“Being an artist is … also about curating, writing, producing artist books, and teaching. All those activities connect me to a community, and I feel very good about the sense that I am contributing to a community as well as asking something of that community.” (2011)
Robert Fones works in a variety of media, including photography, sculpture, painting, photo-installation, and watercolour. Often called an archaeologist of the present, Fones uses cartography, language, typography, and geology in his works. He explores topics such as history and past civilizations, the land, industrial production, and manufactured objects.

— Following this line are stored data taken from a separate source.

//! Recovery of the constant term from a threshold of shares.
//!
//! The first `k` selected points define a linear system `V * c = y` over the Vandermonde matrix
//! `V`. The coefficient vector `c` runs from the highest power down, so its last entry is the
//! secret.

use crate::error::ReconError;
use crate::input::{parse_input, Dataset, Point};
use crate::linalg::{invert_with_epsilon, mul_vec, vandermonde, DEFAULT_PIVOT_EPSILON};
use serde::Deserialize;
use std::fmt::{Display, Formatter};
use std::str::FromStr;
use tracing::*;

pub const DEFAULT_RESIDUAL_TOLERANCE: f64 = 1e-6;

// i64::MAX is not representable as f64, 2^63 is the first value past it
const I64_BOUND: f64 = 9_223_372_036_854_775_808.0;

/// Which `k` of the available points take part in the reconstruction.
#[derive(Debug, Clone, Copy, PartialEq, Eq, Deserialize)]
pub enum Selection {
	/// Smallest `k` x-coordinates
	#[serde(rename = "sorted")]
	SortedByX,
	/// First `k` shares in dataset order
	#[serde(rename = "input")]
	InputOrder,
}

impl Default for Selection {
	fn default() -> Self {
		Self::SortedByX
	}
}

impl FromStr for Selection {
	type Err = String;

	fn from_str(s: &str) -> Result<Self, Self::Err> {
		match s {
			"sorted" => Ok(Self::SortedByX),
			"input" => Ok(Self::InputOrder),
			other => Err(format!("unknown selection {:?}, expected sorted or input", other)),
		}
	}
}

impl Display for Selection {
	fn fmt(&self, f: &mut Formatter<'_>) -> std::fmt::Result {
		match self {
			Self::SortedByX => write!(f, "sorted"),
			Self::InputOrder => write!(f, "input"),
		}
	}
}

#[derive(Debug, Clone, PartialEq)]
pub struct RecoveryOptions {
	pub selection: Selection,
	pub pivot_epsilon: f64,
	/// Allowed absolute distance of the constant term from the nearest integer
	pub residual_tolerance: f64,
	/// Fail instead of warning when the residual is above the tolerance
	pub strict: bool,
}

impl Default for RecoveryOptions {
	fn default() -> Self {
		Self {
			selection: Selection::default(),
			pivot_epsilon: DEFAULT_PIVOT_EPSILON,
			residual_tolerance: DEFAULT_RESIDUAL_TOLERANCE,
			strict: false,
		}
	}
}

#[derive(Debug, Clone, PartialEq)]
pub struct Recovery {
	pub secret: i64,
	/// Constant term before rounding
	pub raw: f64,
	pub residual: f64,
	/// Points the system was built from, in row order
	pub used: Vec<Point>,
}

/// Recovers the secret with [`RecoveryOptions::default`].
pub fn recover_secret(dataset: &Dataset) -> Result<i64, ReconError> {
	recover(dataset, &RecoveryOptions::default()).map(|r| r.secret)
}

pub fn recover(dataset: &Dataset, options: &RecoveryOptions) -> Result<Recovery, ReconError> {
	let parsed = parse_input(dataset)?;
	recover_points(&parsed.points, parsed.k, options)
}

pub fn recover_points(points: &[Point], k: usize, options: &RecoveryOptions) -> Result<Recovery, ReconError> {
	if k == 0 {
		return Err(ReconError::malformed("threshold must be at least 1"));
	}
	if points.len() < k {
		return Err(ReconError::InsufficientPoints { available: points.len(), required: k });
	}

	let used = select(points, k, options.selection);
	debug!("Reconstructing from {} of {} points ({}): {:?}", k, points.len(), options.selection, used);

	let xs: Vec<i64> = used.iter().map(|p| p.x).collect();
	let ys: Vec<f64> = used.iter().map(|p| p.y as f64).collect();

	let m = vandermonde(&xs, k)?;
	let inverse = invert_with_epsilon(&m, options.pivot_epsilon)?;
	let coefficients = mul_vec(&inverse, &ys)?;
	let raw = coefficients
		.last()
		.copied()
		.ok_or(ReconError::DimensionMismatch { expected: k, found: 0 })?;

	let (secret, residual) = round_secret(raw, options)?;
	Ok(Recovery {
		secret,
		raw,
		residual,
		used,
	})
}

fn select(points: &[Point], k: usize, selection: Selection) -> Vec<Point> {
	let mut selected = points.to_vec();
	if selection == Selection::SortedByX {
		selected.sort_by_key(|p| p.x);
	}
	selected.truncate(k);
	selected
}

/// Rounds half away from zero and checks the residual against the absolute tolerance.
fn round_secret(raw: f64, options: &RecoveryOptions) -> Result<(i64, f64), ReconError> {
	if !raw.is_finite() {
		return Err(ReconError::NonIntegralSecret { value: raw, residual: f64::NAN });
	}
	let rounded = raw.round();
	let residual = (raw - rounded).abs();
	if residual > options.residual_tolerance {
		if options.strict {
			return Err(ReconError::NonIntegralSecret { value: raw, residual });
		}
		warn!("Constant term {} is {} away from an integer, rounding to {}", raw, residual, rounded);
	}
	if rounded >= I64_BOUND || rounded < -I64_BOUND {
		return Err(ReconError::SecretOutOfRange { value: raw });
	}
	Ok((rounded as i64, residual))
}
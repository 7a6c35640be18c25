use crate::error::ReconError;
use crate::linalg::matrix::Matrix;

/// `M[i][j] = x[i]^(k-1-j)`, highest power first and a column of ones last.
pub fn vandermonde(xs: &[i64], k: usize) -> Result<Matrix, ReconError> {
	if xs.len() != k {
		return Err(ReconError::DimensionMismatch { expected: k, found: xs.len() });
	}

	let mut m = Matrix::zeros(k, k);
	for (i, x) in xs.iter().enumerate() {
		let x = *x as f64;
		let mut power = 1.0;
		for j in (0..k).rev() {
			m[(i, j)] = power;
			power *= x;
		}
	}
	Ok(m)
}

Fones began his career in the vibrant art scene of 1960s London, Ontario. In high school, he attended weekend art workshops, where he met instructor Greg Curnoe, who became the model for Fones’ artistic career. With a grant from The Canada Council for the Arts, Fones rented a studio and began working as an artist. In 1973, he became a founding member of London’s Forest City Gallery. He later moved to Toronto, where he lives and works today. Fones has taught throughout his career. He is currently teaching in the Art & Art History program at Sheridan College.

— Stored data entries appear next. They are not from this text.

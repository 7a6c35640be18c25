use thiserror::Error;

#[derive(Debug, Error, PartialEq)]
pub enum ReconError {
	#[error("Malformed input => {0}")]
	MalformedInput(String),
	#[error("Digit {digit:?} is not valid in base {base}")]
	InvalidDigit {
		digit: char,
		base: u32,
	},
	#[error("Value {value:?} in base {base} does not fit into 64 bits")]
	ValueOverflow {
		value: String,
		base: u32,
	},
	#[error("Need {required} points for reconstruction, only {available} available")]
	InsufficientPoints {
		available: usize,
		required: usize,
	},
	#[error("Matrix is singular, no usable pivot in column {column}")]
	SingularMatrix {
		column: usize,
	},
	#[error("Dimension mismatch, expected {expected} but found {found}")]
	DimensionMismatch {
		expected: usize,
		found: usize,
	},
	#[error("Recovered secret {value} does not fit into 64 bits")]
	SecretOutOfRange {
		value: f64,
	},
	#[error("Constant term {value} is not integral (residual {residual})")]
	NonIntegralSecret {
		value: f64,
		residual: f64,
	},
}

impl ReconError {
	pub(crate) fn malformed<S: Into<String>>(msg: S) -> Self {
		Self::MalformedInput(msg.into())
	}
}
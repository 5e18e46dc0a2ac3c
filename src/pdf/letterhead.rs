//! Letterhead template loading and embedding
//!
//! The letterhead is the first page of a template PDF. It is decoded once per
//! run and then embedded into every output document as a Form XObject, which
//! each stamped page draws before its own content. Only the page's content
//! and resources are taken; its annotations are not copied.

use std::collections::{BTreeMap, HashMap};
use std::path::Path;
use lopdf::{Dictionary, Document, Object, ObjectId, Stream};
use tracing::debug;
use crate::error::{Error, Result};
use super::objects::{
    collect_reachable, inherited_attribute, renumber_dictionary, renumber_object_references,
    resolve_dictionary, resolve_rectangle,
};

/// US Letter, used when the template page declares no MediaBox
const DEFAULT_MEDIA_BOX: [f32; 4] = [0.0, 0.0, 612.0, 792.0];

/// A decoded letterhead page, independent of the document it was read from
#[derive(Debug, Clone)]
pub struct Letterhead {
    /// Decompressed content stream of the page
    content: Vec<u8>,
    /// Page resources, resolved to a direct dictionary
    resources: Dictionary,
    /// Page media box `[llx lly urx ury]`
    media_box: [f32; 4],
    /// Indirect objects reachable from `resources`, keyed by their original ids
    objects: BTreeMap<ObjectId, Object>,
}

impl Letterhead {
    /// Load the first page of the PDF at `path`
    pub fn load(path: &Path) -> Result<Self> {
        if !path.exists() {
            return Err(Error::FileNotFound(path.to_path_buf()));
        }

        let doc = Document::load(path)?;
        Self::from_document(&doc).map_err(|e| match e {
            Error::EmptyPdf(_) => Error::EmptyPdf(path.display().to_string()),
            other => other,
        })
    }

    /// Extract page index 0 of an already decoded document
    pub fn from_document(doc: &Document) -> Result<Self> {
        let page_id = *doc
            .get_pages()
            .values()
            .next()
            .ok_or_else(|| Error::EmptyPdf("letterhead".to_string()))?;

        let content = page_content(doc, page_id)?;

        let resources = inherited_attribute(doc, page_id, b"Resources")
            .map(|res| resolve_dictionary(doc, &res))
            .unwrap_or_else(Dictionary::new);

        let media_box = inherited_attribute(doc, page_id, b"MediaBox")
            .and_then(|mb| resolve_rectangle(doc, &mb))
            .unwrap_or(DEFAULT_MEDIA_BOX);

        let objects = collect_reachable(doc, &Object::Dictionary(resources.clone()));

        debug!(
            content_bytes = content.len(),
            objects = objects.len(),
            ?media_box,
            "Decoded letterhead page"
        );

        Ok(Self { content, resources, media_box, objects })
    }

    /// Media box of the letterhead page
    pub fn media_box(&self) -> [f32; 4] {
        self.media_box
    }

    /// Copy the letterhead into `doc` as a Form XObject and return its id
    ///
    /// Letterhead objects are renumbered above `doc.max_id` so they cannot
    /// collide with the target's own objects.
    pub fn embed(&self, doc: &mut Document) -> ObjectId {
        let id_offset = doc.max_id;

        let id_map: HashMap<ObjectId, ObjectId> = self
            .objects
            .keys()
            .map(|&old_id| (old_id, (old_id.0 + id_offset, old_id.1)))
            .collect();

        for (old_id, object) in &self.objects {
            doc.objects.insert(id_map[old_id], renumber_object_references(object, &id_map));
        }

        if let Some(highest) = id_map.values().map(|id| id.0).max() {
            doc.max_id = doc.max_id.max(highest);
        }

        let mut xobject_dict = Dictionary::new();
        xobject_dict.set("Type", Object::Name(b"XObject".to_vec()));
        xobject_dict.set("Subtype", Object::Name(b"Form".to_vec()));
        xobject_dict.set("FormType", Object::Integer(1));
        xobject_dict.set(
            "BBox",
            Object::Array(self.media_box.iter().map(|&v| Object::Real(v)).collect()),
        );
        xobject_dict.set("Matrix", Object::Array(vec![
            Object::Integer(1),
            Object::Integer(0),
            Object::Integer(0),
            Object::Integer(1),
            Object::Integer(0),
            Object::Integer(0),
        ]));
        xobject_dict.set(
            "Resources",
            Object::Dictionary(renumber_dictionary(&self.resources, &id_map)),
        );

        doc.add_object(Stream::new(xobject_dict, self.content.clone()))
    }
}

/// Decompressed content of every stream of a page, separated by newlines
/// so tokens at stream boundaries stay apart
fn page_content(doc: &Document, page_id: ObjectId) -> Result<Vec<u8>> {
    let mut content = Vec::new();

    for stream_id in doc.get_page_contents(page_id) {
        let stream = doc.get_object(stream_id)?.as_stream()?;
        let data = match stream.decompressed_content() {
            Ok(data) => data,
            Err(_) => stream.content.clone(),
        };
        if !content.is_empty() {
            content.push(b'\n');
        }
        content.extend_from_slice(&data);
    }

    Ok(content)
}
//! Error types for the letterhead stamping library

use std::fmt;
use std::path::PathBuf;
use thiserror::Error;

/// Result type alias using our Error type
pub type Result<T> = std::result::Result<T, Error>;

/// Main error type for the letterhead stamping library
#[derive(Error, Debug)]
pub enum Error {
    /// PDF processing error
    #[error("PDF error: {0}")]
    Pdf(#[from] lopdf::Error),

    /// IO error
    #[error("IO error: {0}")]
    Io(#[from] std::io::Error),

    /// Network or protocol error from the HTTP client
    #[error("HTTP error: {0}")]
    Http(#[from] reqwest::Error),

    /// Server answered with a non-success status
    #[error("HTTP {status} for {url}")]
    HttpStatus { url: String, status: u16 },

    /// A URL could not be parsed or resolved
    #[error("Invalid URL '{url}': {reason}")]
    InvalidUrl { url: String, reason: String },

    /// Required configuration key is absent or empty
    #[error("{0} is missing (set it in the environment or .env file)")]
    MissingConfig(&'static str),

    /// Configuration value could not be parsed
    #[error("Invalid value '{value}' for {key}: {reason}")]
    InvalidConfig {
        key: &'static str,
        value: String,
        reason: String,
    },

    /// File not found
    #[error("File not found: {}", .0.display())]
    FileNotFound(PathBuf),

    /// Invalid PDF (no pages)
    #[error("PDF has no pages: {0}")]
    EmptyPdf(String),

    /// General error
    #[error("{0}")]
    General(String),
}

/// Fatal errors that abort the whole run before any document is processed
#[derive(Error, Debug)]
pub enum RunError {
    /// Configuration is missing or malformed
    #[error("Configuration error: {0}")]
    Config(#[source] Error),

    /// Letterhead template could not be opened or decoded
    #[error("Letterhead unavailable at '{}': {source}", path.display())]
    Letterhead { path: PathBuf, source: Error },

    /// Index page could not be fetched
    #[error("Failed to fetch URL {url}: {source}")]
    IndexFetch { url: String, source: Error },

    /// Output directory could not be created
    #[error("Cannot create output directory '{}': {source}", path.display())]
    OutputDir { path: PathBuf, source: Error },
}

impl RunError {
    /// Process exit code for this failure class
    ///
    /// A run that completes with per-document failures exits with 0.
    pub fn exit_code(&self) -> i32 {
        match self {
            RunError::Config(_) => 2,
            RunError::Letterhead { .. } => 3,
            RunError::IndexFetch { .. } => 4,
            RunError::OutputDir { .. } => 5,
        }
    }
}

/// Step of the per-document pipeline at which a failure occurred
#[derive(Debug, Clone, Copy, PartialEq, Eq)]
pub enum Stage {
    Download,
    Decode,
    Stamp,
    Write,
}

impl fmt::Display for Stage {
    fn fmt(&self, f: &mut fmt::Formatter<'_>) -> fmt::Result {
        let name = match self {
            Stage::Download => "download",
            Stage::Decode => "decode",
            Stage::Stamp => "stamp",
            Stage::Write => "write",
        };
        f.write_str(name)
    }
}

/// Failure isolated to a single document; the batch continues
#[derive(Error, Debug)]
#[error("Failed to process {filename} ({stage}): {source}")]
pub struct DocumentError {
    /// Output filename derived from the link
    pub filename: String,
    /// Absolute URL the document was fetched from
    pub url: String,
    /// Pipeline step that failed
    pub stage: Stage,
    pub source: Error,
}
//! PDF manipulation module

pub mod letterhead;
pub mod metadata;
pub mod stamp;
mod objects;

// Re-export commonly used items
pub use letterhead::Letterhead;
pub use metadata::page_count;
pub use stamp::{stamp_document, Transform};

Fones’ interest in industrial production and archaeological sites shows in mock museum exhibits like Butter Models, 1979
. He increasingly used photography after 1985, often combining it with sculpture as in Insert / Press / Deposit, 1989
In 1990, he curated an exhibition of Russell Spanner’s early 1950s furniture for the Power Plant gallery in Toronto. Fones has published poetry collections, artist books, reviews and articles. He is a winner of the 2011 Governor General’s Award for Visual and Media Arts.